Well, no, it's not "indisputably" correct, since I am in fact disputing 
it. What possible help is it to the author to be still telling him that 
his <embed> element is non-conforming when the whole industry has moved on 
and now considers <embed> to be fine? What help is it to tell the author 
that his misguided (but previously compliant) use of the compact="" 
attribute on the <ul> element is still compliant, when almost no browser 
implements it and when it's been dropped from the specs?

Whether historical documents are compliant to their contemporary versions 
of the specs is of academic interest only. What matters is whether they 
are compliant _today_.


> > * An implementor may be tempted to implement a new rendering engine 
> > per version, leaving their old rendering engines with undocumented 
> > bugs, and forcing other implementors to implement a growing number of 
> > engines just to compete, eventually leading to the inability for other 
> > vendors to compete, and thus to the stagnation of the Web and its 
> > failure in the face of proprietary technologies (as, e.g., is already 
> > happening with IE8, and as has been experienced, in part, with "quirks 
> > mode").
> 
> There is no "forcing" here.

An artificial choice between being compatible with existing content on the 
one hand and losing market relevance on the other might not be "forcing" 
in the literal sense, but it is about as much of a choice as the choice 
not to break the law and face inprisonment.

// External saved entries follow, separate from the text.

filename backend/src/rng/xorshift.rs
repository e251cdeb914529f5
//! xorshift64* random number generator
//!
//! Fast, deterministic PRNG backing every seeded simulation run.
//!
//! # Algorithm
//!
//! xorshift64* is a variant of xorshift that passes TestU01's BigCrush
//! statistical tests. It uses 64-bit state and produces 64-bit output.
//!
//! # Determinism
//!
//! Same seed → same sequence of random numbers → same event history.
//! Reproducibility is guaranteed within this crate only; other ports of the
//! simulator are free to use other generators.

use serde::{Deserialize, Serialize};

use super::RandomSource;

/// Deterministic random number generator using xorshift64*
///
/// # Example
/// ```
/// use fiscal_simulator_core_rs::RngManager;
///
/// let mut rng = RngManager::new(12345);
/// let roll = rng.next_f64();
/// assert!((0.0..1.0).contains(&roll));
/// ```
#[derive(Debug, Clone, Serialize, Deserialize)]
pub struct RngManager {
    /// Internal state (64-bit)
    state: u64,
}

impl RngManager {
    /// Create a new RNG with given seed
    ///
    /// A zero seed is remapped to 1 (xorshift cannot leave the zero state).
    pub fn new(seed: u64) -> Self {
        let state = if seed == 0 { 1 } else { seed };
        Self { state }
    }

    /// Create an RNG seeded from operating-system entropy
    ///
    /// Returns the generator together with the seed that was drawn so the
    /// caller can log it and replay the run later.
    pub fn from_entropy() -> (Self, u64) {
        let seed: u64 = rand::random();
        (Self::new(seed), seed)
    }

    /// Generate next random u64 value
    pub fn next(&mut self) -> u64 {
        let mut x = self.state;
        x ^= x >> 12;
        x ^= x << 25;
        x ^= x >> 27;
        self.state = x;
        x.wrapping_mul(0x2545F4914F6CDD1D)
    }

    /// Get current RNG state (for replay)
    ///
    /// # Example
    /// ```
    /// use fiscal_simulator_core_rs::RngManager;
    ///
    /// let mut rng = RngManager::new(12345);
    /// rng.next();
    /// let mut replay = RngManager::new(rng.get_state());
    /// assert_eq!(rng.next(), replay.next());
    /// ```
    pub fn get_state(&self) -> u64 {
        self.state
    }

    /// Generate random f64 in range [0.0, 1.0)
    pub fn next_f64(&mut self) -> f64 {
        let value = self.next();
        // Top 53 bits → [0.0, 1.0)
        (value >> 11) as f64 * (1.0 / ((1u64 << 53) as f64))
    }
}

impl RandomSource for RngManager {
    fn next_f64(&mut self) -> f64 {
        RngManager::next_f64(self)
    }
}
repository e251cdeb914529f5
//! Core simulation primitives

pub mod time;
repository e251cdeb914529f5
//! Orchestrator - main simulation loop
//!
//! Drives the year-by-year progression, owns the run configuration and
//! fingerprints finished runs.
//!
//! See `engine.rs` for full implementation.

pub mod config;
pub mod engine;
pub mod fingerprint;

// Re-export main types for convenience
pub use config::{SimulationConfig, DEFAULT_DEFICIT, DEFAULT_POPULATION, DEFAULT_POPULATION_GROWTH_RATE};
pub use engine::{calculate_progression, Orchestrator, SimulationError};
pub use fingerprint::{compute_config_hash, trajectory_fingerprint};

> Leaving aside the marketing strength of Microsoft (which is /not/, IMHO, 
> this group's concern) [...]
> 
> I for one am not the least bit interested in helping to design a markup 
> language for those too lazy to think [...]

I don't know exactly who you think we _should_ be taking into 
consideration, but, in my opinion, the biggest browser vendor and the 
biggest population of Web designers are both very important concerns and 
we would be foolish to ignore them.


> > * The editors of future versions of the specification will be tempted 
> > to use versioning as a means to fix compatibility problems, instead of 
> > picking the harder, but ultimately better, option of addressing 
> > problems in the language itself (as, e.g., people have suggested 
> > several times already for HTML5).
> 
> I'm not sure which of those two options "people have suggested" (it's 
> not clear from your prose) but nor do I follow what you are saying : can 
> you give an example of "us[ing] versioning as a means to fix 
> compatibility problems" and compare/contrast this with the idea of 
> "addressing problems in the language itself" ?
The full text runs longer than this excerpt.